Dalam praktiknya, status penahanan seorang terdakwa seringkali berkepanjangan karena proses pemeriksaan di pihak kepolisian masih berjalan. Menurut Pasal 7 ayat (1) huruf d KUHAP, penyidik (dalam hal ini kepolisian) karena kewajibannya memiliki wewenang melakukan penangkapan, penahanan, penggeledahan dan penyitaan. Terkait jangka waktu penahanan baik dalam tingkat penyidikan, penuntutan maupun pemeriksaan di pengadilan negeri, pengadilan tinggi dan Mahkamah Agung, diatur dalam pasal 24 sampai dengan pasal 29 Kitab Undang-undang Hukum Acara Pidana.

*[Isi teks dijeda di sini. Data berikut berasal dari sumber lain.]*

//! Cadence - Playback Sessions
//!
//! Per-listener playback state for Cadence, driven by timestamped commands.
//!
//! This crate provides:
//! - Sessions that load a song, playlist, podcast or album
//! - Time-driven playback across track boundaries
//! - Repeat modes whose meaning depends on what is loaded
//! - Seeded, reproducible shuffle for playlists and albums
//! - Podcast resume positions per listener and episode
//! - A registry that turns command records into messages and status
//!
//! # Architecture
//!
//! `cadence-playback` does no I/O:
//! - No audio decoding or output; time only moves when a command says so
//! - No JSON; records derive `serde` traits and callers pick the format
//! - No log subscriber; events go through `tracing` and the binary installs one
//!
//! All boundary crossing goes through [`timeline::advance`], a pure function
//! over a [`timeline::Timeline`], so ticks, `next` and podcast skips share
//! one set of wrap-around rules.
//!
//! # Example: Driving a Session
//!
//! ```rust
//! use cadence_playback::{PlaybackConfig, PlaybackSession, Source};
//! use cadence_playback::types::{Playlist, Song, Visibility};
//!
//! let mut session = PlaybackSession::new("alice", &PlaybackConfig::default());
//!
//! let playlist = Source::Playlist(Playlist {
//!     name: "Road".to_string(),
//!     owner: "alice".to_string(),
//!     visibility: Visibility::Public,
//!     songs: vec![
//!         Song { name: "SongA".to_string(), duration: 200 },
//!         Song { name: "SongB".to_string(), duration: 150 },
//!     ],
//! });
//!
//! session.load(playlist).unwrap();
//! session.tick(200);
//!
//! let status = session.status();
//! assert_eq!(status.name, "SongB");
//! assert_eq!(status.remained_time, 150);
//! ```
//!
//! # Example: Command Records
//!
//! ```rust
//! use cadence_playback::{Command, CommandKind, Outcome, PlaybackRegistry};
//!
//! let mut registry = PlaybackRegistry::default();
//! let outcome = registry.execute(Command::new("bob", 10, CommandKind::PlayPause));
//!
//! assert_eq!(
//!     outcome,
//!     Outcome::Message(
//!         "Please load a source before attempting to pause or resume playback.".to_string()
//!     )
//! );
//! ```

mod clock;
mod command;
mod error;
mod feedback;
mod registry;
mod resume;
mod session;
mod shuffle;
mod source;
pub mod timeline;
pub mod types;

// Public exports
pub use clock::CommandClock;
pub use command::{Command, CommandKind, Outcome};
pub use error::{Action, PlaybackError, Result};
pub use feedback::Feedback;
pub use registry::PlaybackRegistry;
pub use resume::ResumePositionStore;
pub use session::PlaybackSession;
pub use shuffle::{Lcg48, ShufflePermutation};
pub use source::{Source, SourceKind, Track};
pub use types::{PlaybackConfig, RepeatMode, Seconds, Status};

Penahanan dalam tingkat penyidikan merupakan tahapan awal penahanan yang dilakukan oleh instansi penegak hukum seperti penyidik di kepolisian yang dilakukan untuk mencegah kekhawatiran bahwa tersangka atau terdakwa akan melarikan diri, merusak atau menghilangkan barang bukti dan atau mengulangi tindak pidana. Peraturan mengenai jangka waktu penahanan yang dilakukan oleh penyidik terdapat pada pasal Pasal 24 ayat (1) dan (2) KUHAP yaitu:

  1. Perintah penahanan yang diberikan oleh penyidik sebagaimana dimaksud dalam Pasal 20, hanya berlaku paling lama dua puluh hari.
  2. Jangka waktu sebagaimana tersebut pada ayat (1) apabila diperlukan guna kepentingan pemeriksaan yang belum selesai, dapat diperpanjang oleh penuntut umum yang berwenang untuk paling lama empat puluh hari.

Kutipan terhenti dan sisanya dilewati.